Image Retrieval on Real-life Images with Pre-trained Vision-and-Language Models
This work addresses the limitation of composed image retrieval to narrow domains like fashion by enabling it on open-domain, real-life images, which is an incremental advancement for computer vision and language understanding.
The authors tackled the problem of composed image retrieval on complex, real-life images by introducing the CIRR dataset and proposing CIRPLANT, a transformer-based model that outperforms existing methods on open-domain images while matching state-of-the-art on narrow datasets.

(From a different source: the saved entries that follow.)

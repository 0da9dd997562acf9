use super::error::Error;

/// Program storage reached by the update session.
///
/// Erase granularity must be nonzero. The session never programs a range it
/// did not erase first.
pub trait Flash {
    /// Smallest erasable unit in bytes.
    fn erase_granularity(&self) -> u32;

    /// Erase `length` bytes starting at `base`, both aligned to the erase
    /// granularity.
    fn erase(&mut self, base: u32, length: u32) -> Result<(), Error>;

    /// Program `data` starting at `base`.
    fn program(&mut self, base: u32, data: &[u8]) -> Result<(), Error>;
}

const SECTOR_LENGTH: u32 = 4096;
const ERASED_BYTE: u8 = 0xFF;

/// In-memory flash with 4096 byte sectors that records every erase and
/// program call. Programming a range that was not erased beforehand is an
/// error, like on the real part.
pub struct MemoryFlash {
    data: Vec<u8>,
    erased: Vec<bool>,
    erase_log: Vec<(u32, u32)>,
    program_log: Vec<(u32, u32)>,
}

impl MemoryFlash {
    pub fn new(capacity: u32) -> Self {
        MemoryFlash {
            data: vec![0u8; capacity as usize],
            erased: vec![false; capacity as usize],
            erase_log: vec![],
            program_log: vec![],
        }
    }

    pub fn data(&self) -> &[u8] {
        &self.data
    }

    pub fn erase_operations(&self) -> &[(u32, u32)] {
        &self.erase_log
    }

    pub fn program_operations(&self) -> &[(u32, u32)] {
        &self.program_log
    }

    fn range(&self, base: u32, length: u32) -> Result<(usize, usize), Error> {
        let start = base as usize;
        let end = match start.checked_add(length as usize) {
            Some(end) => end,
            None => return Err(Error::new("Flash address range overflow")),
        };
        if end > self.data.len() {
            return Err(Error::new("Flash address range outside device capacity"));
        }
        Ok((start, end))
    }
}

impl Flash for MemoryFlash {
    fn erase_granularity(&self) -> u32 {
        SECTOR_LENGTH
    }

    fn erase(&mut self, base: u32, length: u32) -> Result<(), Error> {
        if base % SECTOR_LENGTH != 0 || length % SECTOR_LENGTH != 0 {
            return Err(Error::new("Erase range not aligned to sector length"));
        }
        let (start, end) = self.range(base, length)?;
        self.data[start..end].fill(ERASED_BYTE);
        self.erased[start..end].fill(true);
        self.erase_log.push((base, length));
        Ok(())
    }

    fn program(&mut self, base: u32, data: &[u8]) -> Result<(), Error> {
        let (start, end) = self.range(base, data.len() as u32)?;
        if !self.erased[start..end].iter().all(|erased| *erased) {
            return Err(Error::new("Program range was not erased"));
        }
        self.data[start..end].copy_from_slice(data);
        self.erased[start..end].fill(false);
        self.program_log.push((base, data.len() as u32));
        Ok(())
    }
}

#[cfg(test)]
mod tests {
    use super::*;

    #[test]
    fn erase_fills_sectors_and_is_recorded() {
        let mut flash = MemoryFlash::new(4 * SECTOR_LENGTH);
        flash.erase(SECTOR_LENGTH, 2 * SECTOR_LENGTH).unwrap();
        assert!(flash.data()[0..SECTOR_LENGTH as usize]
            .iter()
            .all(|byte| *byte == 0x00));
        assert!(flash.data()[SECTOR_LENGTH as usize..3 * SECTOR_LENGTH as usize]
            .iter()
            .all(|byte| *byte == ERASED_BYTE));
        assert_eq!(flash.erase_operations(), &[(SECTOR_LENGTH, 2 * SECTOR_LENGTH)]);
    }

    #[test]
    fn erase_rejects_unaligned_ranges() {
        let mut flash = MemoryFlash::new(4 * SECTOR_LENGTH);
        assert!(flash.erase(100, SECTOR_LENGTH).is_err());
        assert!(flash.erase(0, 100).is_err());
        assert!(flash.erase_operations().is_empty());
    }

    #[test]
    fn erase_rejects_out_of_range() {
        let mut flash = MemoryFlash::new(2 * SECTOR_LENGTH);
        assert!(flash.erase(0, 3 * SECTOR_LENGTH).is_err());
        assert!(flash.erase(2 * SECTOR_LENGTH, SECTOR_LENGTH).is_err());
    }

    #[test]
    fn program_requires_a_prior_erase() {
        let mut flash = MemoryFlash::new(SECTOR_LENGTH);
        assert!(flash.program(0, &[0x12, 0x34]).is_err());
        flash.erase(0, SECTOR_LENGTH).unwrap();
        flash.program(0, &[0x12, 0x34]).unwrap();
        assert_eq!(&flash.data()[0..2], &[0x12, 0x34]);
        assert_eq!(flash.program_operations(), &[(0, 2)]);
    }

    #[test]
    fn program_rejects_already_programmed_ranges() {
        let mut flash = MemoryFlash::new(SECTOR_LENGTH);
        flash.erase(0, SECTOR_LENGTH).unwrap();
        flash.program(16, &[0xAB; 16]).unwrap();
        assert!(flash.program(16, &[0xCD; 16]).is_err());
        assert!(flash.program(31, &[0xCD]).is_err());
        flash.program(32, &[0xCD]).unwrap();
    }

    #[test]
    fn program_rejects_out_of_range() {
        let mut flash = MemoryFlash::new(SECTOR_LENGTH);
        flash.erase(0, SECTOR_LENGTH).unwrap();
        assert!(flash
            .program(SECTOR_LENGTH - 1, &[0x00, 0x11])
            .is_err());
    }

    #[test]
    fn reerasing_restores_the_sector() {
        let mut flash = MemoryFlash::new(SECTOR_LENGTH);
        flash.erase(0, SECTOR_LENGTH).unwrap();
        flash.program(0, &[0x55; 64]).unwrap();
        flash.erase(0, SECTOR_LENGTH).unwrap();
        assert!(flash.data()[0..64].iter().all(|byte| *byte == ERASED_BYTE));
        flash.program(0, &[0x66; 64]).unwrap();
        assert_eq!(flash.erase_operations().len(), 2);
        assert_eq!(flash.program_operations().len(), 2);
    }
}
use super::error::Error;
use std::fmt::Display;

pub const BLOCK_LENGTH: usize = 512;
pub const DATA_LENGTH: usize = 476;

pub const MAGIC_START_0: u32 = 0x0A32_4655;
pub const MAGIC_START_1: u32 = 0x9E5D_5157;
pub const MAGIC_END: u32 = 0x0AB1_6F30;

pub const FLAG_NOT_MAIN_FLASH: u32 = 0x0000_0001;
pub const FLAG_FILE_CONTAINER: u32 = 0x0000_1000;
pub const FLAG_FAMILY_ID_PRESENT: u32 = 0x0000_2000;
pub const FLAG_MD5_CHECKSUM_PRESENT: u32 = 0x0000_4000;
pub const FLAG_EXTENSION_TAGS_PRESENT: u32 = 0x0000_8000;

pub const RP2040_FAMILY_ID: u32 = 0xE48B_FF56;

#[derive(Clone, Copy, Debug, PartialEq, Eq)]
pub enum Info {
    Unused,
    FileSize(u32),
    Family(u32),
}

impl Display for Info {
    fn fmt(&self, f: &mut std::fmt::Formatter<'_>) -> std::fmt::Result {
        match self {
            Info::Unused => f.write_str("Not present"),
            Info::FileSize(length) => f.write_fmt(format_args!("File size [{} bytes]", length)),
            Info::Family(RP2040_FAMILY_ID) => f.write_str("Family [RP2040]"),
            Info::Family(id) => f.write_fmt(format_args!("Family [0x{id:08X}]")),
        }
    }
}

/// Borrowed view over a single 512 byte UF2 block.
///
/// Parsing checks the buffer length and the three sentinel words, nothing
/// else. Numeric fields are decoded as-is, judging them is left to the
/// update session and the whole-file verifier.
pub struct Block<'a> {
    pub flags: u32,
    pub target_address: u32,
    pub payload_length: u32,
    pub block_index: u32,
    pub total_blocks: u32,
    pub info: Info,
    pub data: &'a [u8; DATA_LENGTH],
}

fn u32_field(data: &[u8], offset: usize) -> u32 {
    u32::from_le_bytes(data[offset..offset + 4].try_into().unwrap())
}

impl<'a> TryFrom<&'a [u8]> for Block<'a> {
    type Error = Error;
    fn try_from(value: &'a [u8]) -> Result<Self, Self::Error> {
        if value.len() != BLOCK_LENGTH {
            return Err(Error::new("Invalid data length for UF2 block"));
        }
        if u32_field(value, 0) != MAGIC_START_0 {
            return Err(Error::new("Invalid first start sentinel in UF2 block"));
        }
        if u32_field(value, 4) != MAGIC_START_1 {
            return Err(Error::new("Invalid second start sentinel in UF2 block"));
        }
        if u32_field(value, 508) != MAGIC_END {
            return Err(Error::new("Invalid end sentinel in UF2 block"));
        }
        let flags = u32_field(value, 8);
        let raw_info = u32_field(value, 28);
        let info = if (flags & FLAG_FAMILY_ID_PRESENT) != 0 {
            Info::Family(raw_info)
        } else if raw_info != 0 {
            Info::FileSize(raw_info)
        } else {
            Info::Unused
        };
        Ok(Block {
            flags,
            target_address: u32_field(value, 12),
            payload_length: u32_field(value, 16),
            block_index: u32_field(value, 20),
            total_blocks: u32_field(value, 24),
            info,
            data: value[32..508].try_into().unwrap(),
        })
    }
}
use super::{
    block::{
        Block, Info, BLOCK_LENGTH, DATA_LENGTH, FLAG_EXTENSION_TAGS_PRESENT,
        FLAG_FAMILY_ID_PRESENT, FLAG_FILE_CONTAINER, FLAG_MD5_CHECKSUM_PRESENT,
        FLAG_NOT_MAIN_FLASH,
    },
    Error,
};
use std::fmt::Display;

pub struct Firmware {
    block_count: u32,
    payload_length: u32,
    image_length: u32,
    target_address: u32,
    flags: u32,
    info: Info,
    payload_crc: u32,
    payload_md5: md5::Digest,
}

impl Firmware {
    pub fn image_length(&self) -> u32 {
        self.image_length
    }
}

fn describe_flags(flags: u32) -> String {
    let mut names = vec![];
    if (flags & FLAG_NOT_MAIN_FLASH) != 0 {
        names.push("not main flash");
    }
    if (flags & FLAG_FILE_CONTAINER) != 0 {
        names.push("file container");
    }
    if (flags & FLAG_FAMILY_ID_PRESENT) != 0 {
        names.push("family id");
    }
    if (flags & FLAG_MD5_CHECKSUM_PRESENT) != 0 {
        names.push("md5 checksum");
    }
    if (flags & FLAG_EXTENSION_TAGS_PRESENT) != 0 {
        names.push("extension tags");
    }
    if names.is_empty() {
        String::new()
    } else {
        format!(" [{}]", names.join(", "))
    }
}

impl Display for Firmware {
    fn fmt(&self, f: &mut std::fmt::Formatter<'_>) -> std::fmt::Result {
        f.write_fmt(format_args!(" Blocks:         {}", self.block_count))?;
        f.write_fmt(format_args!(
            "\n Payload length: {} bytes",
            self.payload_length
        ))?;
        f.write_fmt(format_args!(
            "\n Image length:   {} bytes (0x{:X})",
            self.image_length, self.image_length
        ))?;
        f.write_fmt(format_args!(
            "\n Target address: 0x{:08X}",
            self.target_address
        ))?;
        f.write_fmt(format_args!(
            "\n Flags:          0x{:08X}{}",
            self.flags,
            describe_flags(self.flags)
        ))?;
        f.write_fmt(format_args!("\n Info:           {}", self.info))?;
        f.write_fmt(format_args!("\n Payload CRC32:  0x{:08X}", self.payload_crc))?;
        f.write_fmt(format_args!(
            "\n Payload MD5:    {}",
            hex::encode_upper(self.payload_md5.0)
        ))?;
        Ok(())
    }
}

/// Whole-file check of a UF2 firmware image.
///
/// This is stricter than the byte stream update path on purpose. A file that
/// passes here flashes cleanly, so sequencing and declaration consistency
/// are verified across all blocks, not just the sentinels.
pub fn verify(data: &[u8]) -> Result<Firmware, Error> {
    if data.is_empty() {
        return Err(Error::new("Firmware file is empty"));
    }
    if data.len() % BLOCK_LENGTH != 0 {
        return Err(Error::new(
            "Firmware file length is not a multiple of the UF2 block length",
        ));
    }

    let mut total_blocks = 0u32;
    let mut payload_length = 0u32;
    let mut target_address = 0u32;
    let mut flags = 0u32;
    let mut info = Info::Unused;

    let mut crc = crc32fast::Hasher::new();
    let mut md5_context = md5::Context::new();

    for (index, raw) in data.chunks_exact(BLOCK_LENGTH).enumerate() {
        let block = match Block::try_from(raw) {
            Ok(block) => block,
            Err(error) => return Err(Error::new(format!("Block {index}: {error}").as_str())),
        };

        if block.block_index != index as u32 {
            return Err(Error::new(
                format!(
                    "Block {index} carries out of order index [{}]",
                    block.block_index
                )
                .as_str(),
            ));
        }

        if index == 0 {
            if block.payload_length as usize > DATA_LENGTH {
                return Err(Error::new(
                    "Block 0 declares a payload larger than the data area",
                ));
            }
            total_blocks = block.total_blocks;
            payload_length = block.payload_length;
            target_address = block.target_address;
            flags = block.flags;
            info = block.info;
        } else {
            if block.total_blocks != total_blocks {
                return Err(Error::new(
                    format!("Block {index} declares a different total block count").as_str(),
                ));
            }
            if block.payload_length != payload_length {
                return Err(Error::new(
                    format!("Block {index} declares a different payload length").as_str(),
                ));
            }
        }

        let payload = &block.data[0..payload_length as usize];
        crc.update(payload);
        md5_context.consume(payload);
    }

    let actual_blocks = data.len() / BLOCK_LENGTH;
    if total_blocks as usize != actual_blocks {
        return Err(Error::new(
            format!("Firmware file declares {total_blocks} blocks but contains {actual_blocks}")
                .as_str(),
        ));
    }

    let image_length = (total_blocks as u64) * (payload_length as u64);
    if image_length > u32::MAX as u64 {
        return Err(Error::new("Declared image size exceeds the addressable range"));
    }

    Ok(Firmware {
        block_count: total_blocks,
        payload_length,
        image_length: image_length as u32,
        target_address,
        flags,
        info,
        payload_crc: crc.finalize(),
        payload_md5: md5_context.compute(),
    })
}

#[cfg(test)]
mod tests {
    use super::*;

    fn raw_block(block_index: u32, total_blocks: u32, payload_length: u32, fill: u8) -> Vec<u8> {
        let mut block = vec![0u8; BLOCK_LENGTH];
        block[0..4].copy_from_slice(&0x0A32_4655u32.to_le_bytes());
        block[4..8].copy_from_slice(&0x9E5D_5157u32.to_le_bytes());
        block[16..20].copy_from_slice(&payload_length.to_le_bytes());
        block[20..24].copy_from_slice(&block_index.to_le_bytes());
        block[24..28].copy_from_slice(&total_blocks.to_le_bytes());
        for byte in block[32..32 + payload_length as usize].iter_mut() {
            *byte = fill;
        }
        block[508..512].copy_from_slice(&0x0AB1_6F30u32.to_le_bytes());
        block
    }

    fn two_block_file() -> Vec<u8> {
        let mut file = raw_block(0, 2, 256, 0xAA);
        file.extend(raw_block(1, 2, 256, 0xBB));
        file
    }

    #[test]
    fn reports_image_metadata() {
        let firmware = verify(&two_block_file()).unwrap();
        assert_eq!(firmware.block_count, 2);
        assert_eq!(firmware.payload_length, 256);
        assert_eq!(firmware.image_length(), 512);
        assert_eq!(firmware.target_address, 0);
        assert_eq!(firmware.info, Info::Unused);
        assert_eq!(firmware.payload_crc, 0x1EB5_67C6);
        assert_eq!(
            hex::encode_upper(firmware.payload_md5.0),
            "4221A6CC203DD9EA558410F07CBE8E65"
        );
    }

    #[test]
    fn report_names_flags_and_family() {
        let mut file = raw_block(0, 1, 16, 0x77);
        file[8..12].copy_from_slice(&0x0000_6000u32.to_le_bytes());
        file[28..32].copy_from_slice(&0xE48B_FF56u32.to_le_bytes());

        let report = verify(&file).unwrap().to_string();
        assert!(report.contains("0x00006000 [family id, md5 checksum]"));
        assert!(report.contains("Family [RP2040]"));
    }

    #[test]
    fn rejects_empty_and_ragged_files() {
        assert!(verify(&[]).is_err());
        assert!(verify(&[0u8; 100]).is_err());
        let mut file = two_block_file();
        file.push(0x00);
        assert!(verify(&file).is_err());
    }

    #[test]
    fn rejects_corrupted_blocks() {
        let mut file = two_block_file();
        file[512 + 508] ^= 0xFF;
        assert!(verify(&file).is_err());
    }

    #[test]
    fn rejects_out_of_order_blocks() {
        let mut file = raw_block(0, 2, 256, 0xAA);
        file.extend(raw_block(0, 2, 256, 0xBB));
        assert!(verify(&file).is_err());

        let mut file = raw_block(1, 2, 256, 0xAA);
        file.extend(raw_block(0, 2, 256, 0xBB));
        assert!(verify(&file).is_err());
    }

    #[test]
    fn rejects_inconsistent_declarations() {
        let mut file = raw_block(0, 2, 256, 0xAA);
        file.extend(raw_block(1, 3, 256, 0xBB));
        assert!(verify(&file).is_err());

        let mut file = raw_block(0, 2, 256, 0xAA);
        file.extend(raw_block(1, 2, 128, 0xBB));
        assert!(verify(&file).is_err());
    }

    #[test]
    fn rejects_wrong_declared_block_count() {
        let mut file = raw_block(0, 3, 256, 0xAA);
        file.extend(raw_block(1, 3, 256, 0xBB));
        assert!(verify(&file).is_err());

        let file = raw_block(0, 0, 256, 0xAA);
        assert!(verify(&file).is_err());
    }

    #[test]
    fn rejects_oversized_payload_declaration() {
        let mut file = raw_block(0, 1, 476, 0xAA);
        file[16..20].copy_from_slice(&500u32.to_le_bytes());
        assert!(verify(&file).is_err());
    }

    #[test]
    fn digests_cover_the_payload_only() {
        let plain = two_block_file();
        let mut padded = two_block_file();
        for block_offset in [0, 512] {
            for byte in padded[block_offset + 32 + 256..block_offset + 508].iter_mut() {
                *byte = 0xE7;
            }
        }

        let first = verify(&plain).unwrap();
        let second = verify(&padded).unwrap();
        assert_eq!(first.payload_crc, second.payload_crc);
        assert_eq!(first.payload_md5.0, second.payload_md5.0);
    }
}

We extend the task of composed image retrieval, where an input query consists of an image and short textual description of how to modify the image. Existing methods have only been applied to non-complex images within narrow domains, such as fashion products, thereby limiting the scope of study on in-depth visual reasoning in rich image and language contexts. To address this issue, we collect the Compose Image Retrieval on Real-life images (CIRR) dataset, which consists of over 36,000 pairs of crowd-sourced, open-domain images with human-generated modifying text. To extend current methods to the open-domain, we propose CIRPLANT, a transformer based model that leverages rich pre-trained vision-and-language (V&L) knowledge for modifying visual features conditioned on natural language. Retrieval is then done by nearest neighbor lookup on the modified features. We demonstrate that with a relatively simple architecture, CIRPLANT outperforms existing methods on open-domain images, while matching state-of-the-art accuracy on the existing narrow datasets, such as fashion. Together with the release of CIRR, we believe this work will inspire further research on composed image retrieval.